#### [Required action]
Find every line below where the word "methylamino" occurs, then give how many you found and nothing else.

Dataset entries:
Segment Open
lazy_static! {
    static ref GROUPS: Vec<Rule> = vec![
        Rule { name: "amide", pattern: AnyCase(&["NHCO"]), build: amide },
        Rule { name: "acetamide", pattern: AnyCase(&["CH3CONH"]), build: acetamide },
        Rule {
            name: "carboxyl",
            pattern: AnyCase(&[
                "CO2H", "CO2", "COOH", "HOOC", "HO2C", "OOC", "COO",
                "C02H", "C02", "C00H", "H00C", "H02C", "O00", "C00",
            ]),
            build: carboxyl,
        },
        Rule { name: "nitrile", pattern: AnyCase(&["CN", "NC"]), build: nitrile },
        Rule { name: "sulfonate", pattern: AnyCase(&["SO3", "O3S"]), build: sulfonate },
        Rule { name: "nitro", pattern: AnyCase(&["NO2", "O2N"]), build: nitro },
        Rule { name: "methyl", pattern: AnyCase(&["CH3"]), build: methyl },
        Rule { name: "methyl", pattern: Exact(&["Me", "Mc", "MC"]), build: methyl },
        Rule { name: "ethyl", pattern: Exact(&["Et"]), build: ethyl },
        Rule { name: "propyl", pattern: Exact(&["Pr"]), build: propyl },
        Rule { name: "iodine", pattern: Exact(&["t"]), build: iodine },
        Rule { name: "methylamino", pattern: Exact(&["NCH3", "NcH3", "NHcH3", "NHCH3"]), build: methylamino },
        Rule { name: "sulfonyl", pattern: AnyCase(&["SO2", "S02", "O2S", "02S"]), build: sulfonyl },
        Rule { name: "mesyl", pattern: AnyCase(&["Ms", "M8"]), build: mesyl },
        Rule { name: "boc", pattern: AnyCase(&["Boc"]), build: boc },
        Rule { name: "diboc-amine", pattern: AnyCase(&["Boc2N"]), build: diboc_amine },
        Rule { name: "azide", pattern: AnyCase(&["N3"]), build: azide },
        Rule { name: "carbonyl", pattern: AnyCase(&["CO"]), build: carbonyl },
        Rule { name: "hydroxyl", pattern: AnyCase(&["OH"]), build: hydroxyl },
        Rule { name: "oxymethylene", pattern: AnyCase(&["CH2O"]), build: oxymethylene },
        Rule { name: "acetyl", pattern: AnyCase(&["Ac"]), build: acetyl },
        Rule { name: "acetoxy", pattern: AnyCase(&["AcO"]), build: |s| s.combine("O", "Ac") },
        Rule { name: "ethyl ester", pattern: AnyCase(&["EtO2C"]), build: |s| s.combine("CO2", "Et") },
        Rule { name: "benzyl", pattern: AnyCase(&["Bn", "Bt1"]), build: |s| s.combine("C", "Ph") },
        Rule { name: "cbz", pattern: AnyCase(&["CBZ", "C6Z"]), build: cbz },
        Rule { name: "tert-butyl", pattern: Exact(&["t-Bu", "tBu", "t-Bo", "tBo"]), build: tert_butyl },
        Rule { name: "n-butyl", pattern: Exact(&["n-Bu", "nBu", "n-Bo", "nBo"]), build: |s| s.delegate("C4H9") },
        Rule { name: "cysteine ester", pattern: AnyCase(&["CO2Cys", "CO2Cy8"]), build: cysteine_ester },
        Rule { name: "cysteine", pattern: AnyCase(&["Cys"]), build: cysteine },
        Rule { name: "phenyl", pattern: Shape(|t| t.eq_ignore_ascii_case("Ph") || t == "Pb" || t == "pb"), build: phenyl },
        Rule { name: "p-tolyl", pattern: Exact(&["[p-tol]"]), build: p_tolyl },
        Rule { name: "tosyl", pattern: Exact(&["Ts"]), build: |s| s.delegate("SO2[p-tol]") },
        Rule { name: "p-methoxybenzylamine", pattern: AnyCase(&["PMBN"]), build: p_methoxybenzylamine },
        Rule { name: "methoxy", pattern: AnyCase(&["CH3O", "H3CO"]), build: |s| s.delegate("OCH3") },
        Rule { name: "methoxy", pattern: AnyCase(&["OCH3"]), build: |s| s.combine("O", "C") },
        Rule { name: "ethylamino", pattern: AnyCase(&["EtHN"]), build: |s| s.delegate("NHEt") },
        Rule { name: "formyl", pattern: AnyCase(&["OHC"]), build: |s| s.delegate("COH") },
        Rule { name: "hashed oxygen", pattern: Shape(dashed_oxygen), build: |s| s.delegate("O") },
        Rule { name: "hashed nitrogen", pattern: Shape(dashed_nitrogen), build: |s| s.delegate("N") },
        Rule { name: "sulfonium", pattern: AnyCase(&["S+"]), build: |_| charged(S) },
        Rule { name: "ammonium", pattern: AnyCase(&["N+", "+N"]), build: |_| charged(N) },
        Rule { name: "benzyloxy", pattern: AnyCase(&["BnO"]), build: |s| s.delegate("OBn") },
        Rule { name: "methoxy", pattern: AnyCase(&["MeO", "McO"]), build: |s| s.delegate("OMe") },
        Rule { name: "benzylamino", pattern: Exact(&["BnN", "Bt1N"]), build: |s| s.delegate("NBn") },
        Rule { name: "methylamino", pattern: Exact(&["MeN", "McN"]), build: |s| s.delegate("NMe") },
        Rule { name: "methylthio", pattern: Exact(&["MeS", "McS"]), build: |s| s.delegate("SMe") },
        Rule { name: "ethoxy", pattern: AnyCase(&["EtO"]), build: |s| s.delegate("OEt") },
        Rule { name: "trifluoromethoxy", pattern: AnyCase(&["F3CO"]), build: |s| s.delegate("OCF3") },
        Rule { name: "ethyl ester", pattern: AnyCase(&["EtOOC"]), build: |s| s.delegate("COOEt") },
        Rule { name: "methylthio", pattern: AnyCase(&["H3CS"]), build: |s| s.delegate("SCH3") },
        Rule { name: "phosphino", pattern: AnyCase(&["PH3C"]), build: |s| s.delegate("CPH3") },
        Rule { name: "hydroxymethyl", pattern: AnyCase(&["HOH2C"]), build: |s| s.delegate("CH2OH") },
        Rule { name: "methylsulfinyl", pattern: AnyCase(&["SOCH3"]), build: methylsulfinyl },
    ];
}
Segment Closed
#### [Expected output]
2